== WORK ORDER ==
Produce an exact copy of the first line of the data below and each line after it, please, up to and including the one with "the process lifetime.".

Data excerpts
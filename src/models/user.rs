use super::gender::{Gender, Preference};
use super::stage::Stage;

/// One Telegram user known to the bot. Created on first contact, kept for
/// the process lifetime. `partner` is `Some` exactly while `stage` is
/// `Chatting`, and the mapping is symmetric between the two sides.
#[derive(Debug)]
pub struct User {
    pub id: i64,
    pub stage: Stage,
    pub gender: Option<Gender>,
    pub preference: Option<Preference>,
    pub partner: Option<i64>,
}

impl User {
    pub fn new(id: i64) -> Self {
        Self {
            id,
            stage: Stage::New,
            gender: None,
            preference: None,
            partner: None,
        }
    }
}
use std::fmt;

#[derive(Debug, Clone, Copy, PartialEq, Eq)]
pub enum Gender {
    Male,
    Female,
    Other,
}

impl Gender {
    /// Parses a user's onboarding answer. Case-insensitive, surrounding
    /// whitespace ignored. Anything outside the fixed vocabulary is `None`.
    pub fn parse(text: &str) -> Option<Self> {
        match text.trim().to_lowercase().as_str() {
            "male" => Some(Gender::Male),
            "female" => Some(Gender::Female),
            "other" => Some(Gender::Other),
            _ => None,
        }
    }
}

impl fmt::Display for Gender {
    fn fmt(&self, f: &mut fmt::Formatter<'_>) -> fmt::Result {
        match self {
            Gender::Male => write!(f, "male"),
            Gender::Female => write!(f, "female"),
            Gender::Other => write!(f, "other"),
        }
    }
}

/// Which partner gender a user wants to be matched with.
#[derive(Debug, Clone, Copy, PartialEq, Eq)]
pub enum Preference {
    Male,
    Female,
    Any,
}

impl Preference {
    pub fn parse(text: &str) -> Option<Self> {
        match text.trim().to_lowercase().as_str() {
            "male" => Some(Preference::Male),
            "female" => Some(Preference::Female),
            "any" => Some(Preference::Any),
            _ => None,
        }
    }

    /// Whether a partner of the given gender satisfies this preference.
    /// An unset gender (open-matching mode) is accepted only by `Any`.
    pub fn accepts(&self, gender: Option<Gender>) -> bool {
        match self {
            Preference::Any => true,
            Preference::Male => gender == Some(Gender::Male),
            Preference::Female => gender == Some(Gender::Female),
        }
    }
}

#[cfg(test)]
mod tests {
    use super::*;

    #[test]
    fn parse_is_case_insensitive() {
        assert_eq!(Gender::parse("  Female "), Some(Gender::Female));
        assert_eq!(Gender::parse("OTHER"), Some(Gender::Other));
        assert_eq!(Preference::parse("Any"), Some(Preference::Any));
    }

    #[test]
    fn parse_rejects_unknown_words() {
        assert_eq!(Gender::parse("purple"), None);
        assert_eq!(Preference::parse("other"), None);
        assert_eq!(Gender::parse(""), None);
    }

    #[test]
    fn any_accepts_everyone_including_unset() {
        assert!(Preference::Any.accepts(Some(Gender::Male)));
        assert!(Preference::Any.accepts(Some(Gender::Other)));
        assert!(Preference::Any.accepts(None));
    }

    #[test]
    fn narrow_preference_rejects_unset_gender() {
        assert!(Preference::Male.accepts(Some(Gender::Male)));
        assert!(!Preference::Male.accepts(Some(Gender::Female)));
        assert!(!Preference::Female.accepts(None));
    }
}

== SOLUTION FOR THIS TASK ==
filename src/models/user.rs
use super::gender::{Gender, Preference};
use super::stage::Stage;

/// One Telegram user known to the bot. Created on first contact, kept for
/// the process lifetime. `partner` is `Some` exactly while `stage` is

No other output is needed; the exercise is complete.